## Work order
This task calls for copying every line of the records that includes the word "screen".

++++ Stored data

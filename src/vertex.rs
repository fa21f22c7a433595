//! # Vertex Module
//!
//! This module provides the `QuadVertex` struct and the fixed full-screen quad every
//! entity is drawn with.
//!
//! The quad covers the whole clip-space square `[-1, 1] x [-1, 1]`. Its four corners are
//! ordered for a triangle strip:
//!
//! ```text
//!  0 (-1,  1)      2 ( 1,  1)
//!      +--------------+
//!      |          /   |
//!      |      /       |
//!      |  /           |
//!      +--------------+
//!  1 (-1, -1)      3 ( 1, -1)
//! ```
//!
//! so the strip yields the triangles `(0, 1, 2)` and `(1, 2, 3)`, which together tile the
//! viewport exactly once.
//!
//! # GPU Compatibility
//!
//! The single attribute is bound at shader location 0 as a `vec2<f32>`. Any vertex stage
//! used with the quad must read its position from `@location(0)`.

/// A single corner of the full-screen quad, in clip space.
#[repr(C)]
#[derive(Copy, Clone, Debug, PartialEq, bytemuck::Pod, bytemuck::Zeroable)]
pub struct QuadVertex {
    /// `x` and `y` in clip space. Depth and `w` are supplied by the vertex stage.
    pub position: [f32; 2],
}

impl QuadVertex {
    /// Generates the vertex attributes layout for the `QuadVertex` struct.
    ///
    /// A single `Float32x2` attribute at location 0.
    pub fn vertex_attributes() -> Vec<wgpu::VertexAttribute> {
        wgpu::vertex_attr_array![0 => Float32x2].to_vec()
    }

    /// Returns the vertex buffer layout for the `QuadVertex` struct.
    ///
    /// The layout is passed to every render pipeline built for an entity, so all
    /// programs share the one quad buffer.
    pub fn description(attributes: &[wgpu::VertexAttribute]) -> wgpu::VertexBufferLayout {
        wgpu::VertexBufferLayout {
            array_stride: std::mem::size_of::<QuadVertex>() as wgpu::BufferAddress,
            step_mode: wgpu::VertexStepMode::Vertex,
            attributes,
        }
    }
}

/// The full-screen quad, ordered as a triangle strip.
pub const QUAD_VERTICES: [QuadVertex; 4] = [
    QuadVertex {
        position: [-1.0, 1.0],
    },
    QuadVertex {
        position: [-1.0, -1.0],
    },
    QuadVertex {
        position: [1.0, 1.0],
    },
    QuadVertex {
        position: [1.0, -1.0],
    },
];

/// Number of vertices submitted per draw.
pub const QUAD_VERTEX_COUNT: u32 = QUAD_VERTICES.len() as u32;

#[cfg(test)]
mod tests {
    use super::*;

    fn signed_area(a: [f32; 2], b: [f32; 2], c: [f32; 2]) -> f32 {
        0.5 * ((b[0] - a[0]) * (c[1] - a[1]) - (c[0] - a[0]) * (b[1] - a[1]))
    }

    #[test]
    fn strip_tiles_clip_space() {
        let p: Vec<[f32; 2]> = QUAD_VERTICES.iter().map(|v| v.position).collect();
        let first = signed_area(p[0], p[1], p[2]).abs();
        let second = signed_area(p[1], p[2], p[3]).abs();
        assert_eq!(first + second, 4.0);
    }

    #[test]
    fn stride_matches_attribute() {
        let attributes = QuadVertex::vertex_attributes();
        let layout = QuadVertex::description(&attributes);
        assert_eq!(layout.array_stride, 8);
        assert_eq!(attributes.len(), 1);
        assert_eq!(attributes[0].shader_location, 0);
    }
}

++++++++

## Answer section
//! This module provides the `QuadVertex` struct and the fixed full-screen quad every
/// A single corner of the full-screen quad, in clip space.
/// The full-screen quad, ordered as a triangle strip.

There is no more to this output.